O Star Trek Prodigy sucesso tem sido um ponto de destaque recente na franquia, reafirmando a relevância do formato episódico em um cenário dominado por narrativas mais longas. Lançado em um período onde antologias e ficção científica seriada estão em alta, Star Trek sempre se destacou por sua estrutura episódica. Cada episódio trazia uma nova ideia de ficção científica, uma lição moral e um arco de personagem, criando histórias autossuficientes que mantinham os espectadores ansiosos pela próxima aventura.

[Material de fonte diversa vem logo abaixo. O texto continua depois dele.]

//! Extended YAML module compiler: directives, scalar expressions, imports,
//! and private filtering, layered over a plain YAML 1.2 parse.

mod config;
mod driver;
mod dump;
mod options;
mod sandbox;
pub mod tracing_setup;
mod watch;

pub use config::{ConfigError, YmodConfig};
pub use driver::{compile, compile_with_state, CompileOutput, CompileState};
pub use dump::{dump_to_string, DumpOptions};
pub use options::{CompileOptions, IgnorePrivate};
pub use sandbox::{verify_path, VerifiedPath};
pub use watch::{watch, WatchEvent};
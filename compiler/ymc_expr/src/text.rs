use ymc_diagnostic::{Diagnostic, ErrorCode};
use ymc_lexer_core::Cursor;
use ymc_span::Span;

use crate::ast::{ScalarTemplate, TemplatePart};
use crate::expr;
use crate::util::read_balanced_quote_aware;

/// Parses one scalar's text layer (`SPEC_FULL.md` §4.4.2): verbatim text
/// interleaved with `${...}` expressions, or — when the scalar begins with
/// a bare `$` not followed by `{` — a single free expression spanning the
/// whole string.
pub fn parse_scalar(source: &str) -> (ScalarTemplate, Vec<Diagnostic>) {
    parse_scalar_at(source, 0)
}

/// Same as [`parse_scalar`], but rebases every produced span by `base_offset`
/// — used when `source` is itself a substring starting partway through the
/// module (`SPEC_FULL.md` §3.1: spans are absolute byte ranges into the
/// module source, not into whatever substring happened to be parsed).
pub fn parse_scalar_at(source: &str, base_offset: u32) -> (ScalarTemplate, Vec<Diagnostic>) {
    if source.is_empty() {
        return (ScalarTemplate::default(), Vec::new());
    }

    if source.starts_with('$') && !source[1..].starts_with('{') {
        let (node, errors) = expr::parse_expr(&source[1..], base_offset + 1);
        return (
            ScalarTemplate {
                parts: vec![TemplatePart::Expr(node)],
                free_expr: true,
            },
            errors,
        );
    }

    let mut errors = Vec::new();
    let mut parts = Vec::new();
    let mut cursor = Cursor::new(source);
    let mut literal = String::new();
    let mut literal_start = 0u32;

    loop {
        if cursor.current().is_none() {
            break;
        }
        if cursor.rest().starts_with("$${") {
            if literal.is_empty() {
                literal_start = cursor.pos() + base_offset;
            }
            literal.push_str("${");
            cursor.advance();
            cursor.advance();
            cursor.advance();
            continue;
        }
        if cursor.rest().starts_with("${") {
            if !literal.is_empty() {
                parts.push(TemplatePart::Literal(
                    std::mem::take(&mut literal),
                    Span::new(literal_start, cursor.pos() + base_offset),
                ));
            }
            let brace_start = cursor.pos();
            cursor.advance();
            cursor.advance();
            let (inner, closed) = read_balanced_quote_aware(&mut cursor, '{', '}');
            if !closed {
                errors.push(Diagnostic::error(
                    ErrorCode::T001,
                    Span::new(brace_start + base_offset, cursor.pos() + base_offset),
                    "unclosed ${ in scalar",
                ));
            }
            let (node, mut expr_errors) = expr::parse_expr(&inner, brace_start + 2 + base_offset);
            errors.append(&mut expr_errors);
            parts.push(TemplatePart::Expr(node));
            continue;
        }
        let c = cursor.current().expect("checked above");
        if literal.is_empty() {
            literal_start = cursor.pos() + base_offset;
        }
        literal.push(c);
        cursor.advance();
    }

    if !literal.is_empty() {
        parts.push(TemplatePart::Literal(
            literal,
            Span::new(literal_start, cursor.pos() + base_offset),
        ));
    }

    (ScalarTemplate { parts, free_expr: false }, errors)
}

#[cfg(test)]
mod tests {
    use super::*;

    #[test]
    fn plain_text_has_no_parts_expr() {
        let (tpl, errors) = parse_scalar("hello world");
        assert!(errors.is_empty());
        assert_eq!(tpl.parts.len(), 1);
        assert!(tpl.is_plain_text());
    }

    #[test]
    fn empty_scalar_has_no_parts() {
        let (tpl, errors) = parse_scalar("");
        assert!(errors.is_empty());
        assert!(tpl.parts.is_empty());
    }

    #[test]
    fn escaped_brace_is_literal() {
        let (tpl, errors) = parse_scalar("$${foo}");
        assert!(errors.is_empty());
        assert_eq!(tpl.parts.len(), 1);
        match &tpl.parts[0] {
            TemplatePart::Literal(s, _) => assert_eq!(s, "${foo}"),
            TemplatePart::Expr(_) => panic!("expected literal"),
        }
    }

    #[test]
    fn free_expression_mode() {
        let (tpl, _) = parse_scalar("$this.name");
        assert!(tpl.free_expr);
        assert_eq!(tpl.parts.len(), 1);
    }

    #[test]
    fn interpolated_expression_between_text() {
        let (tpl, errors) = parse_scalar("Hello ${param.name}!");
        assert!(errors.is_empty());
        assert_eq!(tpl.parts.len(), 3);
    }

    #[test]
    fn nested_interpolation_depth_two() {
        let (_tpl, errors) = parse_scalar("${foo.bar(x=${this.y})}");
        assert!(errors.is_empty());
    }

    #[test]
    fn unclosed_interpolation_is_an_error() {
        let (_tpl, errors) = parse_scalar("Hello ${param.name!");
        assert!(errors.iter().any(|d| d.code == ErrorCode::T001));
    }
}
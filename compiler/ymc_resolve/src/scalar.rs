use ymc_ast::Value;

/// Resolves an untagged scalar's literal type per the YAML core schema:
/// quoted scalars are always strings; plain scalars try `null`, booleans,
/// then integers/floats, falling back to string.
///
/// This is deliberately distinct from `ymc_lexer_core::infer_literal`,
/// which reads directive/argument tokens under a JSON-ish schema — YAML's
/// plain-scalar rules recognise different spellings (`~`, `Yes`/`No`, a
/// bare empty value as `null`) that don't apply there.
pub fn yaml_scalar_value(raw: &str, quoted: bool) -> Value {
    if quoted {
        return Value::String(raw.to_string());
    }
    match raw {
        "" | "~" | "null" | "Null" | "NULL" => return Value::Null,
        "true" | "True" | "TRUE" => return Value::Bool(true),
        "false" | "False" | "FALSE" => return Value::Bool(false),
        _ => {}
    }
    if let Ok(i) = raw.parse::<i64>() {
        return Value::Int(i);
    }
    if looks_like_float(raw) {
        if let Ok(f) = raw.parse::<f64>() {
            return Value::Float(f);
        }
    }
    Value::String(raw.to_string())
}

/// A conservative float-shape check so that things `f64::parse` is lenient
/// about but YAML's core schema is not (`inf`, `nan`, a bare `.`) fall back
/// to strings instead.
fn looks_like_float(s: &str) -> bool {
    let s = s.strip_prefix(['+', '-']).unwrap_or(s);
    if s.is_empty() {
        return false;
    }
    let mut saw_digit = false;
    let mut saw_dot = false;
    let mut saw_exp = false;
    let mut chars = s.chars().peekable();
    while let Some(c) = chars.peek() {
        match c {
            '0'..='9' => {
                saw_digit = true;
                chars.next();
            }
            '.' if !saw_dot && !saw_exp => {
                saw_dot = true;
                chars.next();
            }
            'e' | 'E' if saw_digit && !saw_exp => {
                saw_exp = true;
                chars.next();
                if matches!(chars.peek(), Some('+') | Some('-')) {
                    chars.next();
                }
            }
            _ => return false,
        }
    }
    saw_digit && (saw_dot || saw_exp)
}

#[cfg(test)]
mod tests {
    use super::*;

    #[test]
    fn quoted_is_always_string() {
        assert_eq!(yaml_scalar_value("123", true), Value::String("123".into()));
    }

    #[test]
    fn null_spellings() {
        assert_eq!(yaml_scalar_value("", false), Value::Null);
        assert_eq!(yaml_scalar_value("~", false), Value::Null);
        assert_eq!(yaml_scalar_value("null", false), Value::Null);
    }

    #[test]
    fn booleans() {
        assert_eq!(yaml_scalar_value("true", false), Value::Bool(true));
        assert_eq!(yaml_scalar_value("False", false), Value::Bool(false));
    }

    #[test]
    fn integers_and_floats() {
        assert_eq!(yaml_scalar_value("42", false), Value::Int(42));
        assert_eq!(yaml_scalar_value("-3.5", false), Value::Float(-3.5));
    }

    #[test]
    fn plain_word_is_a_string() {
        assert_eq!(yaml_scalar_value("hello", false), Value::String("hello".into()));
        assert_eq!(yaml_scalar_value("inf", false), Value::String("inf".into()));
    }
}
use indexmap::IndexMap;

use ymc_diagnostic::{Diagnostic, DiagnosticQueue};
use ymc_span::Span;

use crate::token::RawToken;

/// Fields shared by every directive variant (`SPEC_FULL.md` §3.3).
#[derive(Clone, Debug)]
pub struct DirectiveBase {
    /// The leading `%KEYWORD` token, uppercased form used for dispatch.
    pub keyword: RawToken,
    /// The directive's full source span, keyword through last token.
    pub span: Span,
    /// False once any validation rule for this directive has failed.
    pub valid: bool,
}

impl DirectiveBase {
    fn new(keyword: RawToken, span: Span) -> Self {
        Self {
            keyword,
            span,
            valid: true,
        }
    }
}

/// `%FILENAME <name>` — binds the logical name used in diagnostics and
/// cache keys for this module (`SPEC_FULL.md` §3.3, §4.3 item 3).
#[derive(Clone, Debug)]
pub struct FilenameDirective {
    pub base: DirectiveBase,
    pub name: RawToken,
}

/// `%YAML <version>` — declares the YAML minor version this module expects.
#[derive(Clone, Debug)]
pub struct YamlDirective {
    pub base: DirectiveBase,
    pub version: RawToken,
}

/// `%TAG <handle> <prefix>` — registers a custom tag handle.
#[derive(Clone, Debug)]
pub struct TagDirective {
    pub base: DirectiveBase,
    pub handle: RawToken,
    pub prefix: RawToken,
}

/// `%PARAM <alias> [scalar|map|seq] [<default>]` — a caller-supplied
/// binding, optionally typed, optionally defaulted.
#[derive(Clone, Debug)]
pub struct ParamDirective {
    pub base: DirectiveBase,
    pub alias: RawToken,
    pub ty: Option<RawToken>,
    pub default: Option<RawToken>,
}

/// `%LOCAL <alias> [scalar|map|seq] [<default>]` — same shape as
/// [`ParamDirective`] but scoped to this module alone; kept as its own
/// type rather than a reuse so the resolver's alias tables stay distinct
/// per `SPEC_FULL.md` §3.5/§4.6.
#[derive(Clone, Debug)]
pub struct LocalDirective {
    pub base: DirectiveBase,
    pub alias: RawToken,
    pub ty: Option<RawToken>,
    pub default: Option<RawToken>,
}

/// One `key=value` argument to `%IMPORT`.
#[derive(Clone, Debug)]
pub struct ImportParamValue {
    pub key: RawToken,
    pub equal_span: Span,
    pub value: RawToken,
}

/// `%IMPORT <alias> <path> [key=value ...]` — binds `alias` to the module
/// at `path`, pre-supplying its `%PARAM`s. Path sandboxing and dependency
/// graph registration happen in the driver (C8), not here.
#[derive(Clone, Debug)]
pub struct ImportDirective {
    pub base: DirectiveBase,
    pub alias: RawToken,
    pub path: RawToken,
    pub params: IndexMap<String, ImportParamValue>,
}

/// `%PRIVATE <dotted.path> ...` — one or more dotted paths to strip from
/// the resolved output before it is returned (`SPEC_FULL.md` §4.6 step 6).
#[derive(Clone, Debug)]
pub struct PrivateDirective {
    pub base: DirectiveBase,
    pub paths: Vec<PrivatePath>,
}

/// A single dotted path argument to `%PRIVATE`, already split on `.`.
#[derive(Clone, Debug)]
pub struct PrivatePath {
    pub token: RawToken,
    pub segments: Vec<String>,
}

/// All directives scanned from one module's directive region, plus any
/// diagnostics raised while scanning or validating them.
#[derive(Default)]
pub struct Directives {
    pub filename: Vec<FilenameDirective>,
    pub yaml: Vec<YamlDirective>,
    pub tag: Vec<TagDirective>,
    pub param: Vec<ParamDirective>,
    pub local: Vec<LocalDirective>,
    pub import: Vec<ImportDirective>,
    pub private: Vec<PrivateDirective>,
    pub errors: DiagnosticQueue,
}

impl Directives {
    pub fn push_error(&mut self, diagnostic: Diagnostic) {
        self.errors.push(diagnostic);
    }

    pub fn has_param(&self, alias: &str) -> bool {
        self.param.iter().any(|p| p.alias.text == alias)
    }

    pub fn has_local(&self, alias: &str) -> bool {
        self.local.iter().any(|l| l.alias.text == alias)
    }

    pub fn has_import(&self, alias: &str) -> bool {
        self.import.iter().any(|i| i.alias.text == alias)
    }

    pub fn has_tag_handle(&self, handle: &str) -> bool {
        self.tag.iter().any(|t| t.handle.text == handle)
    }

    pub fn find_import(&self, alias: &str) -> Option<&ImportDirective> {
        self.import.iter().find(|i| i.alias.text == alias)
    }

    pub fn find_param(&self, alias: &str) -> Option<&ParamDirective> {
        self.param.iter().find(|p| p.alias.text == alias)
    }

    pub fn find_local(&self, alias: &str) -> Option<&LocalDirective> {
        self.local.iter().find(|l| l.alias.text == alias)
    }
}

pub(crate) fn base(keyword: RawToken, span: Span) -> DirectiveBase {
    DirectiveBase::new(keyword, span)
}
//! Statistical summaries of posterior draws.
//!
//! - **Quantiles** (`quantile`): Type 2 quantiles and point summaries
//! - **Convergence** (`convergence`): effective sample size and split R̂

mod convergence;
mod quantile;

pub use convergence::{autocorrelation, compute_ess, split_r_hat};
pub use quantile::{compute_quantile, compute_quantile_sorted, PointSummary};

Infelizmente, muitas das séries modernas da franquia não conseguiram manter essa tradição, com Star Trek Prodigy se destacando como uma exceção notável.

Estreando em 2021, a animação de duas temporadas retorna às raízes episódicas da franquia, com episódios de 20 minutos que reintroduzem temas e conceitos clássicos, agradando tanto aos fãs nostálgicos quanto aos novos espectadores. Com uma impressionante aprovação de 97% no Rotten Tomatoes, o sucesso de Star Trek Prodigy é um indicativo claro de que a franquia deve aprender com seus erros recentes e voltar ao formato episódico que a série animada conseguiu reintroduzir com sucesso.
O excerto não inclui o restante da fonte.